• [Exercise]: Begin at the first line of the records below and, please, give each line again exactly until the line with "type matches an" is included.

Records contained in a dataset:
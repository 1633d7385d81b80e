//! # Type coercion for environment-variable overrides.
//!
//! Environment variables are raw strings; the configuration they override is
//! typed. [`coerce`] converts a raw string into a value whose type matches an
//! existing reference value, so an override like `LISTEN=9090` lands as the
//! number `9090` and not the string `"9090"`.
//!
//! ## Rules
//! - Boolean reference → `"true"`/`"false"` (case-insensitive) parse; anything
//!   else falls back to the raw string.
//! - Numeric reference → integer parse first, then float; fallback to string.
//! - Mapping/sequence reference → parse raw as JSON; fallback to string.
//! - Any other reference → the raw string unchanged.
//!
//! Coercion **never fails**: a parse failure silently degrades to the original
//! string so that environment overrides can never crash startup.
//!
//! ## Example
//! ```rust
//! use serde_json::{json, Value};
//! use servisor::coerce;
//!
//! assert_eq!(coerce("9090", &json!(8080)), json!(9090));
//! assert_eq!(coerce("TRUE", &json!(false)), json!(true));
//! assert_eq!(coerce("not-a-number", &json!(8080)), json!("not-a-number"));
//! ```

use serde_json::Value;

/// Converts `raw` into a value typed like `reference`; falls back to the raw
/// string on any parse failure. Never raises.
pub fn coerce(raw: &str, reference: &Value) -> Value {
    match reference {
        Value::Bool(_) => match raw.to_ascii_lowercase().as_str() {
            "true" => Value::Bool(true),
            "false" => Value::Bool(false),
            _ => Value::String(raw.to_string()),
        },
        Value::Number(n) => {
            if n.is_f64() {
                coerce_float(raw)
            } else {
                coerce_number(raw)
            }
        }
        Value::Object(_) | Value::Array(_) => match serde_json::from_str::<Value>(raw) {
            Ok(parsed) => parsed,
            Err(_) => Value::String(raw.to_string()),
        },
        _ => Value::String(raw.to_string()),
    }
}

/// Integer parse first (most config numbers are ports/counts), then float.
fn coerce_number(raw: &str) -> Value {
    if let Ok(i) = raw.parse::<i64>() {
        return Value::from(i);
    }
    coerce_float(raw)
}

fn coerce_float(raw: &str) -> Value {
    match raw.parse::<f64>().ok().and_then(serde_json::Number::from_f64) {
        Some(n) => Value::Number(n),
        None => Value::String(raw.to_string()),
    }
}

#[cfg(test)]
mod tests {
    use super::*;
    use serde_json::json;

    #[test]
    fn test_bool_reference() {
        assert_eq!(coerce("true", &json!(false)), json!(true));
        assert_eq!(coerce("FALSE", &json!(true)), json!(false));
        assert_eq!(coerce("True", &json!(false)), json!(true));
        // Not a recognized boolean: fall back to the raw string.
        assert_eq!(coerce("yes", &json!(false)), json!("yes"));
    }

    #[test]
    fn test_numeric_reference() {
        assert_eq!(coerce("9090", &json!(8080)), json!(9090));
        assert_eq!(coerce("-5", &json!(0)), json!(-5));
        assert_eq!(coerce("0.25", &json!(1.0)), json!(0.25));
        assert_eq!(coerce("nope", &json!(8080)), json!("nope"));
    }

    #[test]
    fn test_structured_reference() {
        assert_eq!(
            coerce(r#"{"host":"db","port":5432}"#, &json!({"host": "localhost"})),
            json!({"host": "db", "port": 5432})
        );
        assert_eq!(coerce("[1,2,3]", &json!([])), json!([1, 2, 3]));
        assert_eq!(coerce("{broken", &json!({})), json!("{broken"));
    }

    #[test]
    fn test_string_reference_passthrough() {
        assert_eq!(coerce("prod", &json!("dev")), json!("prod"));
        assert_eq!(coerce("9090", &json!("8080")), json!("9090"));
    }

    #[test]
    fn test_coercion_idempotent_for_bool_and_number() {
        // coerce(to_string(coerce(raw, ref)), ref) == coerce(raw, ref)
        for (raw, reference) in [
            ("true", json!(false)),
            ("FALSE", json!(true)),
            ("maybe", json!(true)),
            ("9090", json!(8080)),
            ("2.5", json!(1.0)),
            ("nope", json!(8080)),
        ] {
            let once = coerce(raw, &reference);
            let rendered = match &once {
                Value::String(s) => s.clone(),
                other => other.to_string(),
            };
            assert_eq!(coerce(&rendered, &reference), once, "raw={raw}");
        }
    }
}
#[cfg(test)]
mod tests {
    use super::*;
    use std::time::Duration;

    use serde_json::json;

    use crate::error::OpError;
    use crate::jobs::JobFn;
    use crate::ops::OpFn;

    /// Sink recording every line with its severity.
    #[derive(Default)]
    struct RecordingSink {
        lines: Mutex<Vec<(&'static str, String)>>,
    }

    impl RecordingSink {
        fn lines(&self) -> Vec<(&'static str, String)> {
            lock(&self.lines).clone()
        }

        fn count(&self, level: &str) -> usize {
            self.lines().iter().filter(|(l, _)| *l == level).count()
        }

        fn record(&self, level: &'static str, msg: &str) {
            lock(&self.lines).push((level, msg.to_string()));
        }
    }

    impl LogSink for RecordingSink {
        fn trace(&self, msg: &str) {
            self.record("trace", msg);
        }
        fn debug(&self, msg: &str) {
            self.record("debug", msg);
        }
        fn info(&self, msg: &str) {
            self.record("info", msg);
        }
        fn warn(&self, msg: &str) {
            self.record("warn", msg);
        }
        fn error(&self, msg: &str) {
            self.record("error", msg);
        }
        fn fatal(&self, msg: &str) {
            self.record("fatal", msg);
        }
    }

    /// Service recording the order of calls made into it.
    #[derive(Default)]
    struct MockService {
        calls: Mutex<Vec<String>>,
    }

    impl MockService {
        fn calls(&self) -> Vec<String> {
            lock(&self.calls).clone()
        }
    }

    #[async_trait::async_trait]
    impl Service for MockService {
        async fn register_health(&self) -> Result<(), OpError> {
            lock(&self.calls).push("health".into());
            Ok(())
        }

        async fn serve_static(&self, path: &Path) -> Result<(), OpError> {
            lock(&self.calls).push(format!("static:{}", path.display()));
            Ok(())
        }

        async fn register_fallback(&self, fallback: Fallback) -> Result<(), OpError> {
            lock(&self.calls).push(format!("fallback:{}", fallback.mode()));
            Ok(())
        }

        async fn listen(&self, port: u16) -> Result<(), OpError> {
            lock(&self.calls).push(format!("listen:{port}"));
            Ok(())
        }
    }

    fn shared_log() -> (Arc<Mutex<Vec<&'static str>>>, impl Fn(&'static str) -> OpRef) {
        let log: Arc<Mutex<Vec<&'static str>>> = Arc::new(Mutex::new(Vec::new()));
        let factory = {
            let log = log.clone();
            move |name: &'static str| -> OpRef {
                let log = log.clone();
                OpFn::arc(name, move |_cx: Context| {
                    let log = log.clone();
                    async move {
                        lock(&log).push(name);
                        Ok(())
                    }
                })
            }
        };
        (log, factory)
    }

    /// Overrides that keep tests hermetic: no secret file, logger on.
    fn test_overrides() -> Value {
        json!({ "secret": null })
    }

    fn test_orchestrator(
        overrides: Value,
        sink: Arc<RecordingSink>,
        service: Arc<MockService>,
    ) -> Orchestrator {
        Orchestrator::builder(overrides)
            .with_env(HashMap::new())
            .with_service(service)
            .with_log_sink(sink)
            .without_signals()
            .build()
    }

    #[tokio::test]
    async fn test_phase_ordering_within_and_across_phases() {
        let sink = Arc::new(RecordingSink::default());
        let service = Arc::new(MockService::default());
        let orch = test_orchestrator(test_overrides(), sink, service.clone());

        let (log, op) = shared_log();
        orch.add_operation(Phase::PreProcess, op("a"));
        orch.add_operation(Phase::PreProcess, op("b"));
        orch.add_operation(Phase::PreProcess, op("c"));
        orch.add_operation(Phase::Process, op("route"));
        orch.add_operation(Phase::PostProcess, op("done"));
        // Leave the steady state immediately once startup completes.
        orch.add_operation(
            Phase::PostProcess,
            OpFn::arc("request-exit", |cx: Context| async move {
                cx.request_exit();
                Ok(())
            }),
        );

        let outcome = orch.run().await.expect("clean run");
        assert_eq!(outcome.cause(), &TerminationCause::Exit);
        assert_eq!(outcome.exit_code(), 0);
        assert_eq!(orch.state(), LifecycleState::Terminated);

        // Pre-process ops in registration order, never interleaved with process.
        assert_eq!(*lock(&log), vec!["a", "b", "c", "route", "done"]);

        // Collaborator calls happen at their assigned points.
        let calls = service.calls();
        assert_eq!(calls.first().map(String::as_str), Some("health"));
        assert!(calls.contains(&"fallback:message".to_string()));
        assert_eq!(calls.last().map(String::as_str), Some("listen:8080"));
    }

    #[tokio::test]
    async fn test_failing_pre_process_aborts_startup() {
        let sink = Arc::new(RecordingSink::default());
        let service = Arc::new(MockService::default());
        let orch = test_orchestrator(test_overrides(), sink, service.clone());

        let (log, op) = shared_log();
        orch.add_operation(
            Phase::PreProcess,
            OpFn::arc("boom", |_cx: Context| async {
                Err(OpError::failed("db offline"))
            }),
        );
        orch.add_operation(Phase::Process, op("route"));

        let err = orch.run().await.expect_err("startup must fail");
        assert!(err.to_string().contains("pre-process"));
        assert!(err.to_string().contains("db offline"));
        assert_eq!(orch.state(), LifecycleState::Failed);

        // Process never ran, the listener never started.
        assert!(lock(&log).is_empty());
        assert!(!service.calls().iter().any(|c| c.starts_with("listen")));

        // Failed orchestrators are non-restartable.
        let again = orch.run().await.expect_err("second run must be rejected");
        assert_eq!(again.as_label(), "already_ran");
    }

    #[tokio::test]
    async fn test_post_process_failure_is_best_effort() {
        let sink = Arc::new(RecordingSink::default());
        let service = Arc::new(MockService::default());
        let orch = test_orchestrator(test_overrides(), sink.clone(), service.clone());

        let (log, op) = shared_log();
        orch.add_operation(
            Phase::PostProcess,
            OpFn::arc("flaky-cleanup", |_cx: Context| async {
                Err(OpError::failed("cache flush failed"))
            }),
        );
        orch.add_operation(Phase::PostProcess, op("late-cleanup"));
        orch.add_operation(
            Phase::PostProcess,
            OpFn::arc("request-exit", |cx: Context| async move {
                cx.request_exit();
                Ok(())
            }),
        );

        let outcome = orch.run().await.expect("still a clean run");
        assert_eq!(outcome.exit_code(), 0);

        // The failure surfaced through the sink, the ops registered after it
        // still ran, and the listener still started.
        assert_eq!(sink.count("error"), 1);
        assert_eq!(*lock(&log), vec!["late-cleanup"]);
        assert!(service.calls().iter().any(|c| c == "listen:8080"));
    }

    #[tokio::test]
    async fn test_pre_terminate_observes_terminating_state() {
        let sink = Arc::new(RecordingSink::default());
        let service = Arc::new(MockService::default());
        let orch = Arc::new(test_orchestrator(test_overrides(), sink, service));

        let seen: Arc<Mutex<Option<LifecycleState>>> = Arc::new(Mutex::new(None));
        let slot = seen.clone();
        let watcher = orch.clone();
        orch.add_operation(
            Phase::PreTerminate,
            OpFn::arc("record-state", move |_cx: Context| {
                let slot = slot.clone();
                let watcher = watcher.clone();
                async move {
                    *lock(&slot) = Some(watcher.state());
                    Ok(())
                }
            }),
        );
        orch.add_operation(
            Phase::PostProcess,
            OpFn::arc("request-exit", |cx: Context| async move {
                cx.request_exit();
                Ok(())
            }),
        );

        orch.run().await.expect("clean run");
        assert_eq!(*lock(&seen), Some(LifecycleState::Terminating));
        assert_eq!(orch.state(), LifecycleState::Terminated);
    }

    #[tokio::test]
    async fn test_fault_logs_fatal_once_and_exits_nonzero() {
        let sink = Arc::new(RecordingSink::default());
        let service = Arc::new(MockService::default());
        let orch = test_orchestrator(test_overrides(), sink.clone(), service);

        orch.add_operation(
            Phase::PostProcess,
            OpFn::arc("blow-up", |cx: Context| async move {
                cx.shutdown().fault("index out of bounds", "metrics-job");
                Ok(())
            }),
        );
        let (log, op) = shared_log();
        orch.add_operation(Phase::PreTerminate, op("drain"));

        let outcome = orch.run().await.expect("run resolves with an outcome");
        assert_eq!(outcome.exit_code(), 1);
        match outcome.cause() {
            TerminationCause::Fault(fault) => assert_eq!(fault.origin, "metrics-job"),
            other => panic!("expected a fault, got {other:?}"),
        }

        // Fatal exactly once, before pre-terminate ran; pre-terminate ran once.
        assert_eq!(sink.count("fatal"), 1);
        assert_eq!(*lock(&log), vec!["drain"]);
    }

    #[tokio::test(start_paused = true)]
    async fn test_schedules_activate_and_terminate_with_the_run() {
        let sink = Arc::new(RecordingSink::default());
        let service = Arc::new(MockService::default());
        let orch = Arc::new(test_orchestrator(
            test_overrides(),
            sink.clone(),
            service,
        ));

        let hits = Arc::new(Mutex::new(0usize));
        let counted = hits.clone();
        orch.schedule_job(
            "tick",
            SchedulePattern::cron("* * * * * *"),
            JobFn::arc(move || {
                let counted = counted.clone();
                async move {
                    *lock(&counted) += 1;
                    Ok(())
                }
            }),
        )
        .expect("pending registration");

        let runner = {
            let orch = orch.clone();
            tokio::spawn(async move { orch.run().await })
        };
        while orch.state() != LifecycleState::Running {
            tokio::time::sleep(Duration::from_millis(5)).await;
        }

        // Re-registering an active name is refused until cancellation.
        let err = orch
            .schedule_job(
                "tick",
                SchedulePattern::cron("* * * * * *"),
                JobFn::arc(|| async { Ok(()) }),
            )
            .expect_err("active name");
        assert_eq!(err.as_label(), "schedule_already_active");

        tokio::time::sleep(Duration::from_secs(3)).await;
        assert!(*lock(&hits) >= 1);

        // cancel_schedule brackets the cancellation with its actions.
        let (actions, _) = shared_log();
        let pre = {
            let actions = actions.clone();
            JobFn::arc(move || {
                let actions = actions.clone();
                async move {
                    lock(&actions).push("pre");
                    Ok(())
                }
            })
        };
        let post = {
            let actions = actions.clone();
            JobFn::arc(move || {
                let actions = actions.clone();
                async move {
                    lock(&actions).push("post");
                    Ok(())
                }
            })
        };
        orch.cancel_schedule("tick", Some(pre), Some(post)).await;
        assert_eq!(*lock(&actions), vec!["pre", "post"]);

        // The name is free again after cancellation.
        orch.schedule_job(
            "tick",
            SchedulePattern::cron("* * * * * *"),
            JobFn::arc(|| async { Ok(()) }),
        )
        .expect("re-registration after cancel");

        orch.shutdown().trigger(TerminationCause::Interrupt);
        let outcome = runner
            .await
            .expect("runner task")
            .expect("graceful termination");
        assert_eq!(outcome.cause(), &TerminationCause::Interrupt);
        assert_eq!(orch.state(), LifecycleState::Terminated);
    }

    #[tokio::test]
    async fn test_non_master_replica_skips_activation() {
        let sink = Arc::new(RecordingSink::default());
        let service = Arc::new(MockService::default());
        let orch = test_orchestrator(
            json!({ "secret": null, "master": false }),
            sink,
            service,
        );

        let fired = Arc::new(Mutex::new(false));
        let flag = fired.clone();
        orch.schedule_job(
            "tick",
            SchedulePattern::cron("* * * * * *"),
            JobFn::arc(move || {
                let flag = flag.clone();
                async move {
                    *lock(&flag) = true;
                    Ok(())
                }
            }),
        )
        .expect("pending registration");
        orch.add_operation(
            Phase::PostProcess,
            OpFn::arc("request-exit", |cx: Context| async move {
                cx.request_exit();
                Ok(())
            }),
        );

        orch.run().await.expect("clean run");
        assert!(!*lock(&fired));
    }

    #[tokio::test(start_paused = true)]
    async fn test_non_master_replica_keeps_late_schedules_pending() {
        let sink = Arc::new(RecordingSink::default());
        let service = Arc::new(MockService::default());
        let orch = Arc::new(test_orchestrator(
            json!({ "secret": null, "master": false }),
            sink,
            service,
        ));

        let runner = {
            let orch = orch.clone();
            tokio::spawn(async move { orch.run().await })
        };
        while orch.state() != LifecycleState::Running {
            tokio::time::sleep(Duration::from_millis(5)).await;
        }

        // Registrations after startup land in the pending registry, never in
        // the live scheduler.
        let hits = Arc::new(Mutex::new(0usize));
        let counted = hits.clone();
        orch.schedule_job(
            "late-tick",
            SchedulePattern::cron("* * * * * *"),
            JobFn::arc(move || {
                let counted = counted.clone();
                async move {
                    *lock(&counted) += 1;
                    Ok(())
                }
            }),
        )
        .expect("pending registration");

        tokio::time::sleep(Duration::from_secs(3)).await;
        assert_eq!(*lock(&hits), 0);

        orch.shutdown().trigger(TerminationCause::Interrupt);
        runner
            .await
            .expect("runner task")
            .expect("graceful termination");
    }

    #[tokio::test]
    async fn test_logger_off_silences_startup_logging() {
        let sink = Arc::new(RecordingSink::default());
        let service = Arc::new(MockService::default());
        let orch = test_orchestrator(
            json!({ "secret": null, "logger": { "type": "off" } }),
            sink.clone(),
            service,
        );
        orch.add_operation(
            Phase::PostProcess,
            OpFn::arc("request-exit", |cx: Context| async move {
                cx.request_exit();
                Ok(())
            }),
        );

        orch.run().await.expect("clean run");
        assert!(sink.lines().is_empty());
    }
}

• [Exercise response]:
repository 1633d7385d81b80e
//! # Type coercion for environment-variable overrides.
//!
//! Environment variables are raw strings; the configuration they override is
//! typed. [`coerce`] converts a raw string into a value whose type matches an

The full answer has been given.